● Task material
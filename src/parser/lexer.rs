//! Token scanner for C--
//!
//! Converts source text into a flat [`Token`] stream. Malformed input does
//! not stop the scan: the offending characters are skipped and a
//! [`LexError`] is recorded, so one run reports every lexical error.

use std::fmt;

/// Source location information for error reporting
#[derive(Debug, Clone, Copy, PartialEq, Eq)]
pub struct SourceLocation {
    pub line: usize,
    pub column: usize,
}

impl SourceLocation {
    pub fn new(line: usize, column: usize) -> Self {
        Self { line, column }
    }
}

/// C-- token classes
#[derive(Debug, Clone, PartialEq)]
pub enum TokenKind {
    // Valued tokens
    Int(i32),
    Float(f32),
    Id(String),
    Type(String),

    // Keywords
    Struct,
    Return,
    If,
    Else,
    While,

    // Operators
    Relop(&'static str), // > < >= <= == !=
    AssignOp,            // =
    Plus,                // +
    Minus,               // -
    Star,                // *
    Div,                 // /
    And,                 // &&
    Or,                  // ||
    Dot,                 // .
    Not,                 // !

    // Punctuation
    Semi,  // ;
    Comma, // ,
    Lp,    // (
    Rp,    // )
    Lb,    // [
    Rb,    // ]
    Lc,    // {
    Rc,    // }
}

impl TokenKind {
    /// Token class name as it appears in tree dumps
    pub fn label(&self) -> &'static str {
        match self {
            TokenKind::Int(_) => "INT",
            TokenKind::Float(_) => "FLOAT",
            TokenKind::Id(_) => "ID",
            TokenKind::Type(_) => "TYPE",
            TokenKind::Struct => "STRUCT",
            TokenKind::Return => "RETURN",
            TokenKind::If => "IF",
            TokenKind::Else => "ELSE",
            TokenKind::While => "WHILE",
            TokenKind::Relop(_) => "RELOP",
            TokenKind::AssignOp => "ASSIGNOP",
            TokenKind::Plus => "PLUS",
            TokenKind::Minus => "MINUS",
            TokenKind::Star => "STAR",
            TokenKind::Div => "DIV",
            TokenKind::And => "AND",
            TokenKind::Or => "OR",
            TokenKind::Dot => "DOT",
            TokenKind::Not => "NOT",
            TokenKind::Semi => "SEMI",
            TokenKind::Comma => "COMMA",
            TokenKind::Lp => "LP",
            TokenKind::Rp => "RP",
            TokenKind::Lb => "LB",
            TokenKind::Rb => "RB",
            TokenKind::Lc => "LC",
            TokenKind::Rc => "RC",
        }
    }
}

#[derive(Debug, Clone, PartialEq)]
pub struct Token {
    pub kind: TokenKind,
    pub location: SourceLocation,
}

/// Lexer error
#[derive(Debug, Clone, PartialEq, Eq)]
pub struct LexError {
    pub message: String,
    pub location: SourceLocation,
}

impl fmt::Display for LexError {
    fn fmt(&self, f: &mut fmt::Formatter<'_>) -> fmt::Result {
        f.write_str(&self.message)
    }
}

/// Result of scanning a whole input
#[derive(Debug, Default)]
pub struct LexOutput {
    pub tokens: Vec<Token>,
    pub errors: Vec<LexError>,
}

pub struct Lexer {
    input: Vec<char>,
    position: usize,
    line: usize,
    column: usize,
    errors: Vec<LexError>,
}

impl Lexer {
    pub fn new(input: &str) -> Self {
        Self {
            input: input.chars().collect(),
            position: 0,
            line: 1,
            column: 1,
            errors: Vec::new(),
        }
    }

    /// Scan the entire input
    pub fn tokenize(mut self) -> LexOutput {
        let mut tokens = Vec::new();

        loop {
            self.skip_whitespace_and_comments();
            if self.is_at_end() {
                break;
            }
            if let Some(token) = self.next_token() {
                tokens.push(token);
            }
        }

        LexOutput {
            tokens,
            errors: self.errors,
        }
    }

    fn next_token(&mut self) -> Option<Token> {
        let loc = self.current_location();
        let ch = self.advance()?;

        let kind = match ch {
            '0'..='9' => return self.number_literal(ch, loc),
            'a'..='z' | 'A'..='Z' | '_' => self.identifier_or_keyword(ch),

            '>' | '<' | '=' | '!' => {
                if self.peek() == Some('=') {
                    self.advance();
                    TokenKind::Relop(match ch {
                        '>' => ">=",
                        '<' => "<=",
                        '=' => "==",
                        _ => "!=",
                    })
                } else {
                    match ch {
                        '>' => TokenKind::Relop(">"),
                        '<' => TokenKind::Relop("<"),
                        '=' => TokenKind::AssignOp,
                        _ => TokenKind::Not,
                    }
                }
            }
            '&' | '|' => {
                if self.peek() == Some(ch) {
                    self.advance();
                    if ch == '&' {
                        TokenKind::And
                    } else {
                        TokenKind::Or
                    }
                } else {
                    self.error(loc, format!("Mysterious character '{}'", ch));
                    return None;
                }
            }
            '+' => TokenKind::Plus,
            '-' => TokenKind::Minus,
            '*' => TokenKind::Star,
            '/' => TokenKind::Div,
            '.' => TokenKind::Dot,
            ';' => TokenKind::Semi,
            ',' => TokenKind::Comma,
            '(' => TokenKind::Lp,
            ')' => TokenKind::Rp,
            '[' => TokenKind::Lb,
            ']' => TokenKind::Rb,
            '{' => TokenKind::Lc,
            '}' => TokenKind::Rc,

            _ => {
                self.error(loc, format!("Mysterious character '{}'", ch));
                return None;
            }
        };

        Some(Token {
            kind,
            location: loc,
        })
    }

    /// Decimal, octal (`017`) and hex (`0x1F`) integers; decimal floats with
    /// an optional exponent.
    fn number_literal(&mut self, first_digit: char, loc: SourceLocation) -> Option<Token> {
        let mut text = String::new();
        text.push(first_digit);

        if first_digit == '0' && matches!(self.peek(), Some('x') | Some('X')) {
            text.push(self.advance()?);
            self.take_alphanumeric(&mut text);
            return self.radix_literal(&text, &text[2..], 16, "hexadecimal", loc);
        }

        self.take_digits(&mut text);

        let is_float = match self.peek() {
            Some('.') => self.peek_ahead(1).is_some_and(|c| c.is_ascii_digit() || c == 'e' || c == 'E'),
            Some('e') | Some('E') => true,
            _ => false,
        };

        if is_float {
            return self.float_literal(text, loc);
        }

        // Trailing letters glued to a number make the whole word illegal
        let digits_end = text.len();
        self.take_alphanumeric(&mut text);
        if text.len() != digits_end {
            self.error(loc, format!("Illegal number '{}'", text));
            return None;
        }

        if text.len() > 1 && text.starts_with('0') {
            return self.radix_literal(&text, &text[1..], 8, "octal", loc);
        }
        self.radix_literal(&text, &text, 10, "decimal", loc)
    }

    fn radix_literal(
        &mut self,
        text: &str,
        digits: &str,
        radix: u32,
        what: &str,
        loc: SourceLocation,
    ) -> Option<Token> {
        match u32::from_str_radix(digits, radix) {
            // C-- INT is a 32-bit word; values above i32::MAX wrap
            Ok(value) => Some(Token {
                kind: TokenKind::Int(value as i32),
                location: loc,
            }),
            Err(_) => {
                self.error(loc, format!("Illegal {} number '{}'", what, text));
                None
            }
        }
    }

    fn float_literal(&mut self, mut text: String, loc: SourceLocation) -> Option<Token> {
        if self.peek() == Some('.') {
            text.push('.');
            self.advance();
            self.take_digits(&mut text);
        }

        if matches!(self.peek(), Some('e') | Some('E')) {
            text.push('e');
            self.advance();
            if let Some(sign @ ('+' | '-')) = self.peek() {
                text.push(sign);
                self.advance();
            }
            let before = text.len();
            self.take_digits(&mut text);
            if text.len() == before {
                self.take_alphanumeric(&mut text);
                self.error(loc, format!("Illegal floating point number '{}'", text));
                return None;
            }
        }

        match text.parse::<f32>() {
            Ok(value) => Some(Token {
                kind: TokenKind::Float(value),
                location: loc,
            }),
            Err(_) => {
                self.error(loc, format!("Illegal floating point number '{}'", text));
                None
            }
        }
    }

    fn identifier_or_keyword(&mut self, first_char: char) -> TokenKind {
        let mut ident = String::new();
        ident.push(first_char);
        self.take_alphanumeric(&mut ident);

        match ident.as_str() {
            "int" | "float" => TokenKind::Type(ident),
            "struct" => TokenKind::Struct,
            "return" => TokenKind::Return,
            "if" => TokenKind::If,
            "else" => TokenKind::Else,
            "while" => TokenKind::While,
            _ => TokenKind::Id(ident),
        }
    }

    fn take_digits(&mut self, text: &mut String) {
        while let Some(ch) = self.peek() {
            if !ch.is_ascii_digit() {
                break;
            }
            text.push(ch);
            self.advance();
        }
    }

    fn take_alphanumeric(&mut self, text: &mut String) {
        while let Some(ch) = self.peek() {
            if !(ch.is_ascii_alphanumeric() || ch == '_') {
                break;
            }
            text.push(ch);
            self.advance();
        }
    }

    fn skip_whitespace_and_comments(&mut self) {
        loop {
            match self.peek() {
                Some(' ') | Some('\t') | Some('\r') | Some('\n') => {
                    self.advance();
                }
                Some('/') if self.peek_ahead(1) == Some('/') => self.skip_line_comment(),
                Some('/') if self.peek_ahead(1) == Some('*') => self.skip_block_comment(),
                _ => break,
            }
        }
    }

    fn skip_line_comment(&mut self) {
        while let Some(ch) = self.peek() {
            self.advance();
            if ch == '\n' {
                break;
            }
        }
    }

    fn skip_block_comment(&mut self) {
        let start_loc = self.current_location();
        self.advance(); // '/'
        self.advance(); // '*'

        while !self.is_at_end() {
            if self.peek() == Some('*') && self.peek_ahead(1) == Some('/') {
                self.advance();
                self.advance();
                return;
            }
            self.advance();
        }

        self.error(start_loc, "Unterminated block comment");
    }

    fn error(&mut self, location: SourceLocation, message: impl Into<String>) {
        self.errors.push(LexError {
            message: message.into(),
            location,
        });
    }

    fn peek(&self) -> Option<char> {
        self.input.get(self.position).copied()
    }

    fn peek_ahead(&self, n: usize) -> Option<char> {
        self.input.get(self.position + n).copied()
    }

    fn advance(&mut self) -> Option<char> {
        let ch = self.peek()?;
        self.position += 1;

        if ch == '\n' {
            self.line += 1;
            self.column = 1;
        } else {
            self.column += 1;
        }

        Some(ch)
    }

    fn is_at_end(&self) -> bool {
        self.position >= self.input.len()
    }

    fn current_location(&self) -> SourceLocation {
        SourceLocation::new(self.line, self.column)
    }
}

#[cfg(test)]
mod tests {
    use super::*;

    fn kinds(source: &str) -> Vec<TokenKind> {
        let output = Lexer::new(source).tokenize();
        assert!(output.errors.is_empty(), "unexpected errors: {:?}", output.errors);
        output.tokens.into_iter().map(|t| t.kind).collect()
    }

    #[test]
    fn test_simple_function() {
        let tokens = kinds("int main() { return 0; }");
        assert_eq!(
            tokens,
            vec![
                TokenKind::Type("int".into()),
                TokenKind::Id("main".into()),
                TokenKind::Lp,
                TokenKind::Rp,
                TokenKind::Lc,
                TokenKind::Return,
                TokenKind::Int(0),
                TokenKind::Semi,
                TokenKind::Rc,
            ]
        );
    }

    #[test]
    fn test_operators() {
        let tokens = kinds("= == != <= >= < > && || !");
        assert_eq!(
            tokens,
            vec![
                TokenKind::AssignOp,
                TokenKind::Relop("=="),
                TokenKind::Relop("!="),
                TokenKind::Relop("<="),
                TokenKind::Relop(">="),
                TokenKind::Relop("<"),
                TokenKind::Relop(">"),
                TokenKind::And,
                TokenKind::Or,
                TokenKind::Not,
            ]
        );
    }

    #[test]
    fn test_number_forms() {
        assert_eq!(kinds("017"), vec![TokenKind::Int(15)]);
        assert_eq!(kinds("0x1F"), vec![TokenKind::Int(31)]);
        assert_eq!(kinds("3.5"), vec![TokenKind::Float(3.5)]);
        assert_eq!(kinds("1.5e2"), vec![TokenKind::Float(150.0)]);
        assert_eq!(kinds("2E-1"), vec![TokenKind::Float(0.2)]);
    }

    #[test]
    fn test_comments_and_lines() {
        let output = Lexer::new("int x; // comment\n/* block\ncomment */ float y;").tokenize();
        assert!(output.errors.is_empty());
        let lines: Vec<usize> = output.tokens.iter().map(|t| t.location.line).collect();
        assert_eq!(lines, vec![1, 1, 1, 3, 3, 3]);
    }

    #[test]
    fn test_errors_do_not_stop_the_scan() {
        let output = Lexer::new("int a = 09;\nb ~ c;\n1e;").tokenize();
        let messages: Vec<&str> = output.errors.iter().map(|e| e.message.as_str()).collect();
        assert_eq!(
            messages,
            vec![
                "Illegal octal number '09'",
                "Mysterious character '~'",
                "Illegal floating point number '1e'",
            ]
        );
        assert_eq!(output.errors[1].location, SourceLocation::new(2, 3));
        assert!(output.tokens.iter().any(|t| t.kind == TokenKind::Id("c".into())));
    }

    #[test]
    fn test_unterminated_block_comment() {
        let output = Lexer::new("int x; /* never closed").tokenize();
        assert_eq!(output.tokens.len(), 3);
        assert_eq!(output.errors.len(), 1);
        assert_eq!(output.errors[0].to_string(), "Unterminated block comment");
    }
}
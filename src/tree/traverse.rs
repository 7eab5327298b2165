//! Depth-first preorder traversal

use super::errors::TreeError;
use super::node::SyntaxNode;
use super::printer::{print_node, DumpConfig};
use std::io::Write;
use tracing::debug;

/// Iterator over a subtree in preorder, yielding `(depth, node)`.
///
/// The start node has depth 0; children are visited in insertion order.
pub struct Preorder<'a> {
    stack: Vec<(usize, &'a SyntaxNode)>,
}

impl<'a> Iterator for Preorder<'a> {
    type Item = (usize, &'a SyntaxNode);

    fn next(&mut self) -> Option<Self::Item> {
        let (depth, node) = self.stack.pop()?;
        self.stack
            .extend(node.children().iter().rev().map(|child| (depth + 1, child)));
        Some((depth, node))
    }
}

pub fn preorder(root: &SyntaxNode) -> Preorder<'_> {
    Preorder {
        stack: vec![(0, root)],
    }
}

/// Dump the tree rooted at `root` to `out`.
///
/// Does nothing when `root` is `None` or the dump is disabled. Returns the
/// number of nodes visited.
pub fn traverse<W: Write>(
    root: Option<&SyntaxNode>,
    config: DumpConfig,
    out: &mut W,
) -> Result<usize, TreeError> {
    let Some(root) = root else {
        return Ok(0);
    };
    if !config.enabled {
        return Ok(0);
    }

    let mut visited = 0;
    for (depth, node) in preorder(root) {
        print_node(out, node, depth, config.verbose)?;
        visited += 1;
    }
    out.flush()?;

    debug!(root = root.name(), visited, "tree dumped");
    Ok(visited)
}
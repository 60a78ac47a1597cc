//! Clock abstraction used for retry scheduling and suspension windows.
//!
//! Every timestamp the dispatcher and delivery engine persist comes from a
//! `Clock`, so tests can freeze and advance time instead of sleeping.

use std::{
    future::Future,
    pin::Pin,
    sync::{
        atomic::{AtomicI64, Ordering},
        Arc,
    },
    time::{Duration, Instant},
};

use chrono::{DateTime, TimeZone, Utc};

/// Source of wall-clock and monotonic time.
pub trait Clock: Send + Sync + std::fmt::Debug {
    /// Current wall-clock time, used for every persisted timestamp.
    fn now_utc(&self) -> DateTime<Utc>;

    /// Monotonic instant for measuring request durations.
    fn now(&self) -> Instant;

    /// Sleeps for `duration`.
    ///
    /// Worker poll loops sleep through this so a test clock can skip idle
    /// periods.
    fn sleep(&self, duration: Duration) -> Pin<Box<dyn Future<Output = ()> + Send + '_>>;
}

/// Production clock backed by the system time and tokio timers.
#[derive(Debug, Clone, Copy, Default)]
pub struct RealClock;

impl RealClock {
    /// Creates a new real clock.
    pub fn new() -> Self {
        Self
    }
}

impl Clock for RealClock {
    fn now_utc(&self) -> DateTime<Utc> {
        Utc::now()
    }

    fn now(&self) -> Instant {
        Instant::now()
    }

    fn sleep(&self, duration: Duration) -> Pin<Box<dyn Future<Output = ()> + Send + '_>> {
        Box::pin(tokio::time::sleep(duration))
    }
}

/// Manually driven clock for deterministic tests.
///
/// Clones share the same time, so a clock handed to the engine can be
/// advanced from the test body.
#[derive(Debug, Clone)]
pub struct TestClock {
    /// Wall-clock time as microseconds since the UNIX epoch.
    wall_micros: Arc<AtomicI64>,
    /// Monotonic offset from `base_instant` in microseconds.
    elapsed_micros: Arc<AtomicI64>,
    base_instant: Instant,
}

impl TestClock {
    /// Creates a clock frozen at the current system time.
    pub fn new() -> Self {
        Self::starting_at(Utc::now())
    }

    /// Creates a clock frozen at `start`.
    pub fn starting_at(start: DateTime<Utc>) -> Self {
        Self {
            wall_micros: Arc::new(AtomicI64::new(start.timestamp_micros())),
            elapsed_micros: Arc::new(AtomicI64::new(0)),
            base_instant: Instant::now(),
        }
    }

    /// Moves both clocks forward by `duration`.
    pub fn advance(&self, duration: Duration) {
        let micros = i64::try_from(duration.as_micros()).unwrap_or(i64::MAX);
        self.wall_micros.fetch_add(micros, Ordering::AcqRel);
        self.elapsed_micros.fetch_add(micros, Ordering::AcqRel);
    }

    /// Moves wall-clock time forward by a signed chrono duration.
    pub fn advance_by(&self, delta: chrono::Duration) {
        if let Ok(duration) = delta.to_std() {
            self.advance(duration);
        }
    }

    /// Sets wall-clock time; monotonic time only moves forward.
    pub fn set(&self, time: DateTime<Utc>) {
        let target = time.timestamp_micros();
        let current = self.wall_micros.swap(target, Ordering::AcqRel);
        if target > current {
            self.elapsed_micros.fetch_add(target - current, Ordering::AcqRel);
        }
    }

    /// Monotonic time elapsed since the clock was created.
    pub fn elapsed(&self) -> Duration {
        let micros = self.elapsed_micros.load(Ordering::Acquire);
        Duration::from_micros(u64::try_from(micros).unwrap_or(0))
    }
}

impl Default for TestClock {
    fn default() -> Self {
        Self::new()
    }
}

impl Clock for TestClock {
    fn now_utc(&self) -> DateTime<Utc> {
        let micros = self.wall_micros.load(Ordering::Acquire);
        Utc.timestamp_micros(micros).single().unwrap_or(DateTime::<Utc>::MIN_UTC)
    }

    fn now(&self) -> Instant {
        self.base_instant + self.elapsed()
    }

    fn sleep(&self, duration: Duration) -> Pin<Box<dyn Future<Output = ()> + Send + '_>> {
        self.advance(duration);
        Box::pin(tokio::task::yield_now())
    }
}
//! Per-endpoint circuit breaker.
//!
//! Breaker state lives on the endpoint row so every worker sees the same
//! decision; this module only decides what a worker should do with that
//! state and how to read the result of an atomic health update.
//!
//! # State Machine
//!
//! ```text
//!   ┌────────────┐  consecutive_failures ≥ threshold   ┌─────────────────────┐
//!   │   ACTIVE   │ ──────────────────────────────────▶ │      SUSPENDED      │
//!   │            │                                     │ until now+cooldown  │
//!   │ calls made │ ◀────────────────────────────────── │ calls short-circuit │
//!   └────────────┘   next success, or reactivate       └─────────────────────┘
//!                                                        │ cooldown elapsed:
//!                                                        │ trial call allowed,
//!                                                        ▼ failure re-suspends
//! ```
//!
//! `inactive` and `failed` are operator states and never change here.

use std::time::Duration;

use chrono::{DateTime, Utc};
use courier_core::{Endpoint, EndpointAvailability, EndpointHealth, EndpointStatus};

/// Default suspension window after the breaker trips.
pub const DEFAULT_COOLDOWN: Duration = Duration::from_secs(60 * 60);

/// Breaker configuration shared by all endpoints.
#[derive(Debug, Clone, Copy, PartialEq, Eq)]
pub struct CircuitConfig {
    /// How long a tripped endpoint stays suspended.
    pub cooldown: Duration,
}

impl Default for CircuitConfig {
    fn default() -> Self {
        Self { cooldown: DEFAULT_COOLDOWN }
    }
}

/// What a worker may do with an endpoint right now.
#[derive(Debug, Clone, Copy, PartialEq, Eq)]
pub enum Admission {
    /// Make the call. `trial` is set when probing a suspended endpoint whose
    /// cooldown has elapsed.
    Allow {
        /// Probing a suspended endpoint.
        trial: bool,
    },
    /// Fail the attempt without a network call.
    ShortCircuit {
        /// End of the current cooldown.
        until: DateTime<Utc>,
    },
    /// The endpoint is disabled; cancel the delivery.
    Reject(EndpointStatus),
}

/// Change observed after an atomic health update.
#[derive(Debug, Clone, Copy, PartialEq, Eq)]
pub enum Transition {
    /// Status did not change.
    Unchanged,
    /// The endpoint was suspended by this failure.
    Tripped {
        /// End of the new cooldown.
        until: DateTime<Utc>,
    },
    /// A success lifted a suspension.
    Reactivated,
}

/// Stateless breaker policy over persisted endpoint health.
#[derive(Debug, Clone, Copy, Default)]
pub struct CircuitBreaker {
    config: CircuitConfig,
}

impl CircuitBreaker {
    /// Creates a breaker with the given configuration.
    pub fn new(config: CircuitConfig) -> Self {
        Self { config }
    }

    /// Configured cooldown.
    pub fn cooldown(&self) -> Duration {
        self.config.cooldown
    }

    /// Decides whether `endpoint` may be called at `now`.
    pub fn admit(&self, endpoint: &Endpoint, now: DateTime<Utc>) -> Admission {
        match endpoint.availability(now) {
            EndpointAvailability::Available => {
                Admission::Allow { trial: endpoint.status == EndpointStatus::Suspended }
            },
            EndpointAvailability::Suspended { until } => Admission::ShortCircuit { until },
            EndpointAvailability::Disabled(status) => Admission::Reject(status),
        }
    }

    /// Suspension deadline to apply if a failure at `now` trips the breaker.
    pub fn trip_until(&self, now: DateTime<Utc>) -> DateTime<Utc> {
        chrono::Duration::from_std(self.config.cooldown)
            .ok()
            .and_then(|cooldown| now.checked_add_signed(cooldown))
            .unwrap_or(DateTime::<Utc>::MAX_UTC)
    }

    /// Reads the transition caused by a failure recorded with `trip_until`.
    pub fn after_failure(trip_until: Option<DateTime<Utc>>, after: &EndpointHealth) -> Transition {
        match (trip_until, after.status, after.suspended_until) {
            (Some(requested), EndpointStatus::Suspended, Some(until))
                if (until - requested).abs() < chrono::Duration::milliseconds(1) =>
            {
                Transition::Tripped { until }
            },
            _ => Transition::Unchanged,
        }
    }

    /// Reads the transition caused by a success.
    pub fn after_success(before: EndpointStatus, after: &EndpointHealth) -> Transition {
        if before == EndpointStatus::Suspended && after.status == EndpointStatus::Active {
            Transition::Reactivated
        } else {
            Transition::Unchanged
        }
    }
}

● Problem to solve
Reproduce the records above exactly, from the first line through the line containing "for error reporting", and output nothing else.

● Result of the task
filename src/parser/lexer.rs
//! Token scanner for C--
//!
//! Converts source text into a flat [`Token`] stream. Malformed input does
//! not stop the scan: the offending characters are skipped and a
//! [`LexError`] is recorded, so one run reports every lexical error.

use std::fmt;

/// Source location information for error reporting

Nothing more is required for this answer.